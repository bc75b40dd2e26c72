//! Application State
//!
//! Shared state across all handlers.

use std::future::Future;
use std::sync::Arc;
use std::time::Duration;

use metrics_exporter_prometheus::PrometheusHandle;

use peer_support_agent::{guarded_fetch, SupportAssistant};
use peer_support_config::Settings;
use peer_support_core::{Degradation, SpeechSynthesizer, StoreError};
use peer_support_persistence::StoreLayer;

use crate::metrics::record_degradation;
use crate::ServerError;

/// Application state
#[derive(Clone)]
pub struct AppState {
    pub settings: Arc<Settings>,
    pub stores: StoreLayer,
    pub assistant: Arc<SupportAssistant>,
    pub speech: Arc<dyn SpeechSynthesizer>,
    /// Prometheus handle; `None` when metrics are disabled
    pub metrics: Option<PrometheusHandle>,
}

impl AppState {
    /// Build state over already-initialized stores and speech
    pub fn new(
        settings: Settings,
        stores: StoreLayer,
        speech: Arc<dyn SpeechSynthesizer>,
    ) -> Result<Self, ServerError> {
        let assistant = SupportAssistant::from_config(
            &settings.matching,
            stores.knowledge.clone(),
            stores.contacts.clone(),
        )?;

        Ok(Self {
            settings: Arc::new(settings),
            stores,
            assistant: Arc::new(assistant),
            speech,
            metrics: None,
        })
    }

    /// Initialize stores and speech from settings
    pub fn from_settings(settings: Settings) -> Result<Self, ServerError> {
        let stores = peer_support_persistence::init(&settings.stores)?;
        let speech = peer_support_speech::build_synthesizer(&settings.speech);
        tracing::info!(
            store = stores.helpers.name(),
            speech = speech.name(),
            speech_status = ?speech.status(),
            "Initialized application state"
        );
        Self::new(settings, stores, speech)
    }

    pub fn with_metrics(mut self, handle: Option<PrometheusHandle>) -> Self {
        self.metrics = handle;
        self
    }

    pub fn store_timeout(&self) -> Duration {
        Duration::from_millis(self.settings.matching.store_timeout_ms)
    }

    /// Run a store call under the configured timeout
    ///
    /// Failures and timeouts become an empty collection plus a degradation.
    pub async fn fetch<T, F>(&self, source: &str, call: F) -> (Vec<T>, Option<Degradation>)
    where
        F: Future<Output = Result<Vec<T>, StoreError>>,
    {
        match guarded_fetch(self.store_timeout(), source, call).await {
            Ok(records) => (records, None),
            Err(degradation) => {
                record_degradation(&degradation);
                (Vec::new(), Some(degradation))
            },
        }
    }
}
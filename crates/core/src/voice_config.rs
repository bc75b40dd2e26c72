//! Voice options and synthesized audio

use serde::{Deserialize, Serialize};

/// Per-request voice settings; unset fields take provider defaults
#[derive(Debug, Clone, Default, PartialEq, Serialize, Deserialize)]
pub struct VoiceOptions {
    #[serde(default, skip_serializing_if = "Option::is_none")]
    pub voice_id: Option<String>,
    #[serde(default, skip_serializing_if = "Option::is_none")]
    pub stability: Option<f32>,
    #[serde(default, skip_serializing_if = "Option::is_none")]
    pub similarity_boost: Option<f32>,
    #[serde(default, skip_serializing_if = "Option::is_none")]
    pub style: Option<f32>,
    #[serde(default, skip_serializing_if = "Option::is_none")]
    pub use_speaker_boost: Option<bool>,
}

impl VoiceOptions {
    pub fn with_voice(voice_id: impl Into<String>) -> Self {
        Self {
            voice_id: Some(voice_id.into()),
            ..Default::default()
        }
    }
}

/// Voice offered by a speech provider
#[derive(Debug, Clone, PartialEq, Serialize, Deserialize)]
pub struct VoiceInfo {
    pub voice_id: String,
    pub name: String,
    #[serde(default)]
    pub category: String,
    #[serde(default, skip_serializing_if = "Option::is_none")]
    pub description: Option<String>,
}

/// Encoded audio returned by a synthesizer
#[derive(Debug, Clone, PartialEq)]
pub struct SpeechAudio {
    pub data: Vec<u8>,
    pub mime_type: String,
}

impl SpeechAudio {
    pub fn mpeg(data: Vec<u8>) -> Self {
        Self {
            data,
            mime_type: "audio/mpeg".to_string(),
        }
    }

    pub fn is_empty(&self) -> bool {
        self.data.is_empty()
    }
}
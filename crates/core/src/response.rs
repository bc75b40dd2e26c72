//! Composed assistant replies and recoverable degradations

use serde::{Deserialize, Serialize};

use crate::{EmergencyContact, IntentKind, KnowledgeEntry};

/// Maximum knowledge entries attached to one reply
pub const MAX_KNOWLEDGE: usize = 2;
/// Maximum emergency contacts attached to one reply
pub const MAX_CONTACTS: usize = 3;

/// A failure that was recovered locally instead of surfaced
#[derive(Debug, Clone, PartialEq, Eq, Serialize, Deserialize)]
#[serde(tag = "kind", content = "detail", rename_all = "snake_case")]
pub enum Degradation {
    /// Knowledge, contact or helper fetch failed or timed out; an empty collection was used
    StoreUnavailable(String),
    /// A filter field was malformed or out of range and treated as unset
    InvalidCriteria(String),
    /// Speech capability absent or failed; the reply stayed silent
    SpeechUnavailable(String),
}

impl Degradation {
    pub fn kind(&self) -> &'static str {
        match self {
            Degradation::StoreUnavailable(_) => "store_unavailable",
            Degradation::InvalidCriteria(_) => "invalid_criteria",
            Degradation::SpeechUnavailable(_) => "speech_unavailable",
        }
    }
}

/// Structured reply for one turn
#[derive(Debug, Clone, PartialEq, Serialize, Deserialize)]
pub struct ComposedResponse {
    pub text: String,
    #[serde(default)]
    pub knowledge: Vec<KnowledgeEntry>,
    #[serde(default)]
    pub contacts: Vec<EmergencyContact>,
    #[serde(default)]
    pub urgent: bool,
    #[serde(default, skip_serializing_if = "Vec::is_empty")]
    pub degradations: Vec<Degradation>,
}

impl ComposedResponse {
    /// Text-only reply
    pub fn text(text: impl Into<String>) -> Self {
        Self {
            text: text.into(),
            knowledge: Vec::new(),
            contacts: Vec::new(),
            urgent: false,
            degradations: Vec::new(),
        }
    }

    pub fn with_knowledge(mut self, mut knowledge: Vec<KnowledgeEntry>) -> Self {
        knowledge.truncate(MAX_KNOWLEDGE);
        self.knowledge = knowledge;
        self
    }

    pub fn with_contacts(mut self, mut contacts: Vec<EmergencyContact>) -> Self {
        contacts.truncate(MAX_CONTACTS);
        self.contacts = contacts;
        self
    }

    pub fn urgent(mut self, urgent: bool) -> Self {
        self.urgent = urgent;
        self
    }

    pub fn degraded(&self) -> bool {
        !self.degradations.is_empty()
    }

    /// Voice the reply when the user asked for voice or the reply is urgent
    pub fn should_speak(&self, kind: IntentKind) -> bool {
        kind == IntentKind::VoiceRequest || self.urgent
    }
}

#[cfg(test)]
mod tests {
    use super::*;
    use crate::{Category, ContactCategory};

    #[test]
    fn test_builders_cap_collections() {
        let entry = KnowledgeEntry {
            id: "k".into(),
            topic: "t".into(),
            content: "c".into(),
            keywords: vec![],
            confidence_level: 0.5,
            category_id: Category::Career,
        };
        let contact = EmergencyContact {
            id: "c".into(),
            name: "n".into(),
            description: String::new(),
            phone: Some("1".into()),
            website: None,
            country: "Global".into(),
            category: ContactCategory::Crisis,
            available_24x7: true,
            languages: vec![],
        };
        let response = ComposedResponse::text("hi")
            .with_knowledge(vec![entry; 5])
            .with_contacts(vec![contact; 7])
            .urgent(true);
        assert_eq!(response.knowledge.len(), MAX_KNOWLEDGE);
        assert_eq!(response.contacts.len(), MAX_CONTACTS);
        assert!(response.urgent);
        assert!(!response.degraded());
        assert!(response.should_speak(IntentKind::Generic));
        assert!(ComposedResponse::text("hi").should_speak(IntentKind::VoiceRequest));
        assert!(!ComposedResponse::text("hi").should_speak(IntentKind::CategoryTopic));
    }

    #[test]
    fn test_degradations_skipped_when_empty() {
        let json = serde_json::to_value(ComposedResponse::text("ok")).unwrap();
        assert!(json.get("degradations").is_none());
        let d = Degradation::StoreUnavailable("timeout".into());
        assert_eq!(serde_json::to_value(&d).unwrap()["kind"], "store_unavailable");
    }
}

__Instructions for the task__: Using the data above, repeat exactly the lines that begin at the line with "pub struct SpeechAudio" and end at the line with "pub fn is_empty(&self)", both ends included.

__Solution to the exercise__:
pub struct SpeechAudio {
    pub data: Vec<u8>,
    pub mime_type: String,
}

impl SpeechAudio {
    pub fn mpeg(data: Vec<u8>) -> Self {
        Self {
            data,
            mime_type: "audio/mpeg".to_string(),
        }
    }

    pub fn is_empty(&self) -> bool {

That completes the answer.